C'est la question que se pose le personnel de la société. Les agents ont invité la presse ce mercredi pour attirer l'attention de l'opinion sur une "privatisation en catimini"
Depuis les années 90, pendant la vague de privatisation des sociétés d’État, il a été question de privatiser les aéroports du Mali. Pour rappel, le pays en compte 6, dont le principal est celui de Bamako-Sénou. "Lors de l'adhésion du Mali à Air Afrique, on avait parlé de privatisation, explique Malick Sy, secrétaire général de la section syndicale de l'Aéroport. Après, on a arrêté d'en parler jusqu'en 2002, où un groupe turc a gagné le marché de concession. Les acquéreurs n'ont même pas pu réunir la caution de garantie, et c'est de nouveau tomber à l'eau".
Le processus reprendra en 2008 avec l'attribution à une société canadienne SNC Lavalin. Nouveau problème. Une autre société soumissionnaire conteste la procédure d'attribution de ce marché et dépose plainte. Plainte qui aboutit à une décision de la Cour Suprême portant annulation dudit marché. La société française qui a déposé plainte se retrouve aujourd'hui adjudicataire de fait, alors qu'un nouvel appel d'offres devait être lancé, s'indignent les syndicalistes.
Une négociation "en catimini"
Pour les agents de la société des Aéroports du Mali (ADM), il est inconcevable qu'on veille donner la société à un privé. Selon Cheick Oumar Tall, syndicaliste, "personne ne connait les termes de la négociation en cours entre le ministère de l'équipement et des transports et la société Egis Projects à qui ils ont donné le marché. C'est une négociation en catimini et nous ne sommes pas d'accord avec la manière dont les choses se passent". D'autant plus que, toujours selon les conférenciers, rien ne vient justifier la cession de l'aéroport de Bamako-Sénou, seul concerné par cette mesure. La structure aurait depuis cinq ans, connu une progression de son chiffre d'affaires de près de 87%, passant d'un peu plus de 4.600.000.000 en 2007 à 8.622.000.000 en 2011. Même la crise de 2012 et la cessation d'activités de nombreuses compagnies au Mali n'a pas beaucoup affecté ce rendement. Alors pourquoi procéder à une mise en concession de la "seule société publique encore viable et fiable" s'interroge Malick Sy.
Cette question a d'ailleurs été posée directement au ministre de l'équipement et des transports que les syndicalistes ont rencontré ce mardi 06 août. Les syndicalistes lui ont produit un courrier signé de sa main, demandant à l'opérateur français de "confirmer son arrivée [...] en vue de la reprise de nos activités". Un document signé du 18 juillet 2013 et dans lequel le ministre estime que "la situation actuelle est favorable à la reprise du processus de mise en concession de l'Aéroport Bamako-Sénou". Abdoulaye Koumaré, qui avait auparavant assurer que jamais concession ne se ferait sous sa direction, appelle désormais les agents de l'aéroport à se "préparer à l'inéluctable".

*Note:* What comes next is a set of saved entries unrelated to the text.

//! Server-side store of per-visitor shop state.
//!
//! The session cookie only carries a visitor id. Each visitor's
//! [`ShopState`] lives here behind its own async mutex, so requests from
//! the same visitor are applied one at a time while different visitors
//! never wait on each other.

use std::sync::Arc;
use std::time::Duration;

use moka::future::Cache;
use takzy_core::ShopState;
use tokio::sync::{Mutex, OwnedMutexGuard};
use uuid::Uuid;

use crate::middleware::session::SESSION_EXPIRY_SECONDS;

/// Upper bound on visitors kept in memory.
const MAX_VISITORS: u64 = 100_000;

/// Per-visitor [`ShopState`], keyed by the visitor id stored in the session.
///
/// Cheap to clone; clones share the same entries.
#[derive(Clone)]
pub struct ShopStore {
    visitors: Cache<Uuid, Arc<Mutex<ShopState>>>,
}

impl Default for ShopStore {
    fn default() -> Self {
        Self::new()
    }
}

impl ShopStore {
    /// Create an empty store whose entries expire with the session.
    #[must_use]
    pub fn new() -> Self {
        let visitors = Cache::builder()
            .max_capacity(MAX_VISITORS)
            .time_to_idle(Duration::from_secs(SESSION_EXPIRY_SECONDS.unsigned_abs()))
            .build();
        Self { visitors }
    }

    /// Lock `visitor`'s state, creating a fresh one on first use.
    ///
    /// The guard must be held for the whole read-modify-write; a second
    /// caller for the same visitor waits until it is dropped.
    pub async fn lock(&self, visitor: Uuid) -> OwnedMutexGuard<ShopState> {
        let entry = self
            .visitors
            .get_with(visitor, async { Arc::new(Mutex::new(ShopState::new())) })
            .await;
        entry.lock_owned().await
    }
}

#[cfg(test)]
#[allow(clippy::unwrap_used)]
mod tests {
    use takzy_core::{Catalog, ProductId, View};
    use tokio::task::JoinSet;

    use super::*;

    #[tokio::test]
    async fn test_new_visitor_starts_empty() {
        let store = ShopStore::new();
        let state = store.lock(Uuid::new_v4()).await;

        assert_eq!(state.view(), View::Home);
        assert!(state.cart().is_empty());
        assert_eq!(state.query(), "");
    }

    #[tokio::test]
    async fn test_state_persists_between_locks() {
        let store = ShopStore::new();
        let visitor = Uuid::new_v4();

        {
            let mut state = store.lock(visitor).await;
            state.navigate(View::Delivery);
            state.set_query("огур");
        }

        let state = store.lock(visitor).await;
        assert_eq!(state.view(), View::Delivery);
        assert_eq!(state.query(), "огур");
    }

    #[tokio::test]
    async fn test_visitors_are_isolated() {
        let store = ShopStore::new();
        let catalog = Catalog::sample();
        let alice = Uuid::new_v4();
        let bob = Uuid::new_v4();

        store
            .lock(alice)
            .await
            .add_to_cart(&catalog, ProductId::new(1))
            .unwrap();

        assert_eq!(store.lock(bob).await.cart_count(), 0);
        assert_eq!(store.lock(alice).await.cart_count(), 1);
    }

    #[tokio::test(flavor = "multi_thread", worker_threads = 4)]
    async fn test_concurrent_updates_are_serialized() {
        let store = ShopStore::new();
        let catalog = Arc::new(Catalog::sample());
        let visitor = Uuid::new_v4();

        let mut tasks = JoinSet::new();
        for _ in 0..32 {
            let store = store.clone();
            let catalog = Arc::clone(&catalog);
            tasks.spawn(async move {
                let mut state = store.lock(visitor).await;
                let before = state.cart().quantity(ProductId::new(2));
                tokio::task::yield_now().await;
                let after = state.add_to_cart(&catalog, ProductId::new(2)).unwrap();
                assert_eq!(after, before + 1);
            });
        }
        while let Some(result) = tasks.join_next().await {
            result.unwrap();
        }

        let state = store.lock(visitor).await;
        assert_eq!(state.cart().quantity(ProductId::new(2)), 32);
    }
}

Plus de 150 emplois menacés
"Il nous a expliqué que nous devions nous préparer parce que le processus en en cours". Or, affirment les syndicalistes, cette concession ne sera d'aucune utilité pour le Mali. Pire, ce sera à perte pour l’État, puisque De plus, la société ADM paie aujourd'hui à l’État, des impôts qui couvriraient amplement le montant de la concession sur la même période. "C'est aberrant, de mettre en danger nos emplois, nos familles et la souveraineté du Mali sur des infrastructures aussi stratégiques que des aéroports pour des montants aussi insignifiants".
"Nous nous battrons de toutes nos forces et par toutes les voies légales pour empêcher que des intérêts personnels prennent le pas sur le bien commun", affirment encore les agents. Le cahier de charges de la société française en négociation avec l’État stipule que 60% des 239 agents de la société seront mis au chômage dès la première année d'exploitation. "Nous demandons aux décideurs politiques d'être vigilants. Ils ne doivent pas se précipiter pour gérer cette affaire et être à l'écoute de la famille ADM", concluera le SG Malick Sy.